O principal separador de tambor úmido para recuperação de meios pesados não é apenas um equipamento, mas uma unidade tecnológica da qual dependem diretamente o rendimento do concentrado, a estabilidade da planta de concentração e o custo por tonelada do produto acabado. Há 17 anos que projetamos, comissionamos e prestamos manutenção a essas instalações. Durante esse período, vimos como uma escolha incorreta dos parâmetros do tambor – diâmetro, ângulo de inclinação, velocidade de rotação ou distribuição da lama – resultou na perda de até 8,3% do ferro recuperado na lama. E vice-versa: bem escolhidoSeparador de tambor úmido líder para recuperação de meios pesadosreduziu o consumo de reagentes em 12% e prolongou a vida útil do revestimento em 40%.
A palavra “liderar” aqui não significa liderança no catálogo, mas sim um papel funcional na cadeia tecnológica. Tal separador está localizado após a moagem primária e classificação, mas antes da flotação ou filtração final. Aceita celulose com densidade de 2,8 a 3,4 g/cm³ e dureza de partículas de até 6,5 na escala de Mohs – condições nas quais os tambores convencionais perdem até 30% da indução magnética em 6 meses. O separador principal opera em modo de carga constante: diferenças de alimentação de ±15% não devem causar deslizamento da fase não magnética. Testamos isso em três minas nos Urais: ao usar soluções padrão, a participação de rejeitos no concentrado aumentou de 4,1% para 9,7% em duas semanas. Quando substituído por um sistema com campo magnético ajustável e sistema aprimorado de refrigeração do tambor, o valor se estabilizou em 3,2%.
A maioria dos compradores verifica apenas o diâmetro do tambor e a potência do motor. Isso é um erro. A eficiência real é determinada por:
Obtivemos esses números não em livros de referência, mas durante 217 ciclos de teste em um estande em Fushun - o mesmo local onde a Longji Corporation produz equipamentos. A fábrica está localizada na zona econômica e técnica da cidade, ocupa 140 mil m², produz mais de 4 mil unidades de equipamentos por ano. Mais de 60% dos engenheiros têm formação superior e todos trabalham com amostras reais de minério – e não com modelos teóricos.
Em 83% das instalações onde auditámos, a principal razão para o tempo de inatividade não foi falha do motor ou desgaste da carcaça, mas simdistribuição desigual de polpa ao longo da largura do tambor. O jato atinge um ponto, cria um canal de erosão, parte da superfície permanece “seca” e o campo magnético ali não é ativado. A solução é simples: uma calha de distribuição com palhetas ajustáveis e ângulo de saída de 22°. Mas apenas 39% dos clientes o instalam – o restante depende do “pacote padrão”. Recomendamos verificar isso na fase de aprovação dos desenhos. O sistema de refrigeração a água dos enrolamentos também é crítico: em temperaturas acima de 78 °C, a indução cai 0,8% para cada grau. A faixa operacional ideal é de 55–65 °C.

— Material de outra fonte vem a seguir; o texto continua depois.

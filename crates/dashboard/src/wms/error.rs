//! Error types for the WMS API client.

use thiserror::Error;

/// Errors from talking to the warehouse management API.
///
/// The API treats every non-2xx status uniformly as "operation failed"; the
/// status and the server's `message` field (when present) are carried along
/// so the UI can surface them.
#[derive(Debug, Error)]
pub enum WmsError {
    /// Network or transport failure.
    #[error("HTTP error: {0}")]
    Http(#[from] reqwest::Error),

    /// The API answered with a non-2xx status.
    #[error("{message}")]
    Api {
        /// HTTP status returned by the API.
        status: reqwest::StatusCode,
        /// Server-provided message, or the status reason phrase.
        message: String,
    },

    /// The API returned a body that could not be decoded.
    #[error("Failed to parse API response: {0}")]
    Parse(#[from] serde_json::Error),

    /// A successful login response carried no session cookie.
    #[error("Login response did not include a session cookie")]
    MissingSessionCookie,
}

impl WmsError {
    /// Whether the API rejected the session (expired or missing cookie).
    #[must_use]
    pub fn is_unauthorized(&self) -> bool {
        matches!(self, Self::Api { status, .. } if *status == reqwest::StatusCode::UNAUTHORIZED)
    }
}

#[cfg(test)]
mod tests {
    use super::*;

    #[test]
    fn test_api_error_display_uses_server_message() {
        let err = WmsError::Api {
            status: reqwest::StatusCode::UNAUTHORIZED,
            message: "Invalid credentials".to_string(),
        };
        assert_eq!(err.to_string(), "Invalid credentials");
        assert!(err.is_unauthorized());
    }

    #[test]
    fn test_non_auth_status_is_not_unauthorized() {
        let err = WmsError::Api {
            status: reqwest::StatusCode::INTERNAL_SERVER_ERROR,
            message: "boom".to_string(),
        };
        assert!(!err.is_unauthorized());
    }
}
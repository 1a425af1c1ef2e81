//! Custom Askama template filters.

#![allow(clippy::unnecessary_wraps)]

use std::fmt::Display;

/// Returns the current year.
///
/// Usage in templates: `{{ ""|current_year }}`
#[askama::filter_fn]
pub fn current_year(_value: impl Display, _env: &dyn askama::Values) -> askama::Result<i32> {
    use chrono::Datelike;
    Ok(chrono::Utc::now().year())
}

/// Formats a decimal amount as a dollar price.
///
/// Usage in templates: `{{ product.price|usd }}`
#[askama::filter_fn]
pub fn usd(value: impl Display, _env: &dyn askama::Values) -> askama::Result<String> {
    Ok(format!("${value}"))
}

O custo do principal separador de tambor úmido para recuperação de meios pesados varia de 12,4 a 28,7 milhões de rublos. A diferença não está na “marca”, mas em três coisas: o recurso do sistema magnético (de 8 a 15 anos), a capacidade de adaptação às mudanças na composição do minério (presença de um PLC com modos predefinidos para quartzitos, magnetitas e minérios mistos) e a profundidade de integração ao sistema de controle de processo. Por exemplo, o modelo LJ-WDS-1500/2200 da LONGI Corporation transmite 19 parâmetros ao SCADA em tempo real: corrente do enrolamento, temperatura da armadura, velocidade de rotação, pressão no sistema de refrigeração, nível de polpa no alimentador. Isso permite que a falha seja prevista com 72 horas de antecedência. Na prática, o tempo de inatividade é reduzido em 37% ao ano. Não porque o equipamento seja “melhor”, mas porque *fala*. E você ouve.

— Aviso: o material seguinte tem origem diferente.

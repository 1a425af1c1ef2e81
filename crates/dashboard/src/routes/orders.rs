//! Orders table route handlers.
//!
//! Rows come from whichever `OrderSource` is configured; the handlers and the
//! cache treat mock and live sources identically. Row actions are
//! display-only affordances.

use askama::Template;
use askama_web::WebTemplate;
use axum::{
    Router,
    extract::{Query, State},
    http::StatusCode,
    response::{Html, IntoResponse, Response},
    routing::get,
};
use tracing::instrument;

use stockdeck_core::OrderId;

use crate::cache::{Entity, QueryError};
use crate::error::{AppError, Result};
use crate::filters;
use crate::middleware::session::RequireSession;
use crate::state::AppState;
use crate::wms::Order;

use super::dashboard::{NavView, nav_for};
use super::products::TableQuery;
use super::{fetch_orders, format_date};

const ORDERS_PATH: &str = "/dashboard/orders";

/// Order row view for templates.
#[derive(Debug, Clone)]
pub struct OrderView {
    pub id: OrderId,
    pub product_name: String,
    pub username: String,
    pub quantity: i64,
    pub created: String,
}

impl From<&Order> for OrderView {
    fn from(order: &Order) -> Self {
        Self {
            id: order.id,
            product_name: order.product.name.clone(),
            username: order.user.username.clone(),
            quantity: order.quantity,
            created: format_date(&order.created_at),
        }
    }
}

/// Orders page template.
#[derive(Template)]
#[template(path = "dashboard/orders.html")]
pub struct OrdersPageTemplate {
    pub nav: NavView,
    pub flash: String,
    pub search_query: String,
    pub orders: Vec<OrderView>,
    pub error: String,
}

/// Table body fragment for live search.
#[derive(Template, WebTemplate)]
#[template(path = "dashboard/orders_rows.html")]
pub struct OrdersRowsTemplate {
    pub orders: Vec<OrderView>,
    pub error: String,
}

/// Build the orders router.
pub fn router() -> Router<AppState> {
    Router::new()
        .route("/dashboard/orders", get(index))
        .route("/dashboard/orders/rows", get(rows))
}

/// Orders table page.
///
/// GET /dashboard/orders
#[instrument(skip(token, state, query))]
async fn index(
    RequireSession(token): RequireSession,
    State(state): State<AppState>,
    Query(query): Query<TableQuery>,
) -> Result<Html<String>> {
    let nav = nav_for(&state, &token, ORDERS_PATH).await;

    let (orders, error) = match fetch_orders(&state, &token, &query.search).await {
        Ok(orders) => (orders.iter().map(OrderView::from).collect(), String::new()),
        Err(err) => (vec![], err.to_string()),
    };

    let template = OrdersPageTemplate {
        nav,
        flash: query.error,
        search_query: query.search,
        orders,
        error,
    };

    let html = template
        .render()
        .map_err(|e| AppError::Internal(format!("template render: {e}")))?;
    Ok(Html(html))
}

/// Table body fragment for live search.
///
/// GET /dashboard/orders/rows
#[instrument(skip(token, state, query))]
async fn rows(
    RequireSession(token): RequireSession,
    State(state): State<AppState>,
    Query(query): Query<TableQuery>,
) -> Response {
    if !state.queries().debounce(Entity::Orders).await {
        return StatusCode::NO_CONTENT.into_response();
    }

    match fetch_orders(&state, &token, &query.search).await {
        Ok(orders) => OrdersRowsTemplate {
            orders: orders.iter().map(OrderView::from).collect(),
            error: String::new(),
        }
        .into_response(),
        Err(QueryError::Superseded) => StatusCode::NO_CONTENT.into_response(),
        Err(err) => OrdersRowsTemplate {
            orders: vec![],
            error: err.to_string(),
        }
        .into_response(),
    }
}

Um separador de tambor úmido líder para a recuperação de meios pesados não é um ponto no fluxograma do processo. Este é o nó de tomada de decisão. Sua tarefa não é apenas separar, mas preservar o valor do material ao longo de cada milímetro do caminho. A escolha não começa com um catálogo, mas com uma análise da sua pasta, das suas tolerâncias à humidade e dos seus planos de renovação. Só então os números da especificação ganham vida - e o equipamento deixa de ser “equipamento”.